I am in the midst of a paradigm shift. Currently, as I write this, I’m only partially present. I feel tinglies in the back of my skull and I feel as though my cells are dancing faster than usual. My heart is open and I can feel energy pouring into and out of it.
This paradigm shift seems to be about a handful of big items. I’ll have a better idea about it once the water has again settled.
When love is invited into the heart, and the heart is open to receive, some deep-rooted, hardened pain begins to loosen. The silky smooth liquid of love moves its way into cracks and crevices, crumbling what previously appeared to be concrete.
This pain came in at one point in time, through a traumatic experience or words of another, or perhaps it’s karmic debt from past lives and lessons yet to be incorporated. It hurt too badly to feel. I was too afraid to feel it.
And so I boxed myself in.
I spent a life afraid of my sensitivity. Avoiding my sensitivity. Asking for elbow pads and armor to protect my tender skin from the sharp edges of the world.
What started as a beautiful, infinite field slowly became a prison. A prison of “out of sight, out of mind.” A prison of, “only feel the good feelings.” A prison of, “turn your head the other way.”
The walls and bars and guards of my prison were all built of and fueled by fear. By the unknown. By past pain and the uncertainty of where that pain would take me.
What if I deeply felt into the old patterns of wanting to die? Of not being good enough? Of failing in this life? Could I survive? What if I never came back? What if it ate me alive? What if my darkness won?
These thoughts were subconscious, at most. I wasn’t consciously aware of my avoidance; it was merely how I’d grown accustomed to living. It’s how most others seem to live, too.
We avoid a song or a place or a movie or the eyes of a person that remind us of a painful memory.
When pain or a serious topic naturally arises in conversation, we are trained to switch subjects to something lighter. Something easier to digest.
We have an ongoing “AVOID” list in our heads. We may think of these as triggers, or landmines.
But… If we continue to add to this list… If our inventory of internal landmines grows… Then we are not protecting ourselves at all. We are imprisoning ourselves.
I’ve been challenging myself to feel into those triggers. When I hear the first riff of a song and feel the constriction in my heart that typically cues my hand to skip the track, I instead relax and breathe… And trust that I can survive this.
And then I do. Sometimes intense emotions come up. I feel them, trusting that I am safe to do so. And, just as they came… They leave.
The next time I listen to the song, the heart constriction is less.

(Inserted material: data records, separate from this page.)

//! Stroke index allocation across two halves of a combined card.

/// Positions of a half ordered hardest first. Holes without a usable stroke
/// index go last, in card order.
fn difficulty_order(handicaps: &[Option<i32>]) -> Vec<usize> {
    let mut order: Vec<usize> = (0..handicaps.len()).collect();
    order.sort_by_key(|&pos| match handicaps[pos] {
        Some(h) if h > 0 => (0, h, pos),
        _ => (1, 0, pos),
    });
    order
}

/// Assign a fresh stroke index to every hole of two halves.
///
/// The hardest remaining hole of the first half takes the next odd slot and
/// the hardest remaining hole of the second half the next even slot. Once the
/// shorter half runs out the longer one continues with consecutive numbers, so
/// `m + n` holes always receive exactly `1..=m+n`.
///
/// Returns the new indices aligned with the input positions.
#[must_use]
pub fn interleave(first: &[Option<i32>], second: &[Option<i32>]) -> (Vec<u32>, Vec<u32>) {
    let first_order = difficulty_order(first);
    let second_order = difficulty_order(second);
    let mut first_out = vec![0u32; first.len()];
    let mut second_out = vec![0u32; second.len()];

    let mut next = 1u32;
    for rank in 0..first_order.len().max(second_order.len()) {
        if let Some(&pos) = first_order.get(rank) {
            first_out[pos] = next;
            next += 1;
        }
        if let Some(&pos) = second_order.get(rank) {
            second_out[pos] = next;
            next += 1;
        }
    }

    debug_assert!(first_out.iter().chain(&second_out).all(|&i| i > 0));
    (first_out, second_out)
}

/// Canonical 1..18 indices for an eighteen-hole card printed as two nines,
/// each with its own 1..9 stroke index: the front nine takes the odd numbers
/// and the back nine the even ones, hardest first.
#[must_use]
pub fn distribute_eighteen(front: &[i32], back: &[i32]) -> (Vec<u32>, Vec<u32>) {
    fn assign(half: &[i32], first_slot: u32) -> Vec<u32> {
        let as_options: Vec<Option<i32>> = half.iter().copied().map(Some).collect();
        let mut out = vec![0u32; half.len()];
        for (rank, pos) in difficulty_order(&as_options).into_iter().enumerate() {
            let rank = u32::try_from(rank).unwrap_or(u32::MAX / 2);
            out[pos] = first_slot + 2 * rank;
        }
        out
    }
    (assign(front, 1), assign(back, 2))
}

#[cfg(test)]
mod tests {
    use super::*;

    fn some(values: &[i32]) -> Vec<Option<i32>> {
        values.iter().copied().map(Some).collect()
    }

    #[test]
    fn equal_halves_alternate_odd_and_even() {
        let (front, back) = interleave(&some(&[3, 1, 2]), &some(&[2, 3, 1]));
        assert_eq!(front, vec![5, 1, 3]);
        assert_eq!(back, vec![4, 6, 2]);
    }

    #[test]
    fn uneven_halves_use_every_index_once() {
        let (front, back) = interleave(&some(&[9, 8, 7, 6, 5, 4, 3, 2, 1]), &some(&[2, 1, 3]));
        let mut all: Vec<u32> = front.iter().chain(&back).copied().collect();
        all.sort_unstable();
        assert_eq!(all, (1..=12).collect::<Vec<u32>>());
        // hardest of the front nine is the last column
        assert_eq!(front[8], 1);
        assert_eq!(back[1], 2);
    }

    #[test]
    fn relative_difficulty_is_preserved_within_a_half() {
        let original = some(&[4, 2, 9, 1, 7]);
        let (front, _) = interleave(&original, &some(&[1, 2, 3, 4, 5]));
        for a in 0..original.len() {
            for b in 0..original.len() {
                if original[a] < original[b] {
                    assert!(front[a] < front[b]);
                }
            }
        }
    }

    #[test]
    fn missing_indices_sort_last() {
        let (front, back) = interleave(&[None, Some(1)], &[Some(2), None]);
        assert_eq!(front, vec![3, 1]);
        assert_eq!(back, vec![2, 4]);
    }

    #[test]
    fn eighteen_hole_distribution() {
        let (front, back) =
            distribute_eighteen(&[1, 2, 3, 4, 5, 6, 7, 8, 9], &[9, 8, 7, 6, 5, 4, 3, 2, 1]);
        assert_eq!(front, vec![1, 3, 5, 7, 9, 11, 13, 15, 17]);
        assert_eq!(back, vec![18, 16, 14, 12, 10, 8, 6, 4, 2]);
    }
}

And eventually, the constriction ceases altogether.
Eventually, my “AVOID” list becomes a “WELCOME” list. Because this pain I’ve kept trapped inside of me brings messages. It makes doors where there were once walls, showing me a clear pathway that I’d have never before known existed.
Protecting myself from feeling, and building barriers around my body and heart are akin to wearing blinders, but for my entire being. Not only is my vision blocked. So too is my hearing, my sense of touch, and even taste and smell.
By separating my psyche from the realities of human life, I have become both the overbearing mother and the overprotected child.
I think this is where my past suicidality stemmed from.
I was so accustomed to avoiding pain. I did drugs and drank alcohol and numbed myself with sugar and caffeine and constant activity all in an effort to avoid pain.
This became exhausting, and impossible to keep up.
I burnt myself out, time and time again. And, without the energy to check off to-do list items 1-10 for avoiding pain, the armor weakened. The barriers wobbled.
Due to living in a padded darkness for so long, even the tiniest pinprick or the dimmest light was overwhelming. The smallest situations would send me over the deep end.
And all because I hadn’t allowed my skin to naturally thicken. I hadn’t trusted myself to be a survivor. I feared I was too weak, or that it would hurt too much.
And now… Now that I’m opening my heart and relaxing my shoulders and truly feeling the pain I’ve avoided for years, and possibly lifetimes, my life is awakening.
I am awakening.
My heart, my mind, my soul, my body. Every part of me is lifting, connecting me with an infinite energy I’d only read about in books… Or seen in movies.
And it’s all because of the power of this process… Of inviting love in and using it to flush the system of the old, sticky gunk that clogs the drains.
Each day, I’m getting closer to truly believing that I’ll be okay, no matter what.
Each day, I’m having my eyes opened to my true purpose here. My focus is shifting away from an ego-driven quest for awards or being a best-selling writer.
My focus is instead on being honest, on sharing my journey, on loving myself unconditionally, and helping others to do the same.
My focus is on embracing the unknown with a deep peace that, whatever comes my way, is for the highest good of all.
And what a blessing. To be walking, breathing, eating, dancing manifestations of something we previously thought abstract: love.
(Shout out to Michael Singer, writer of The Untethered Soul, for being my catalyst for this journey.)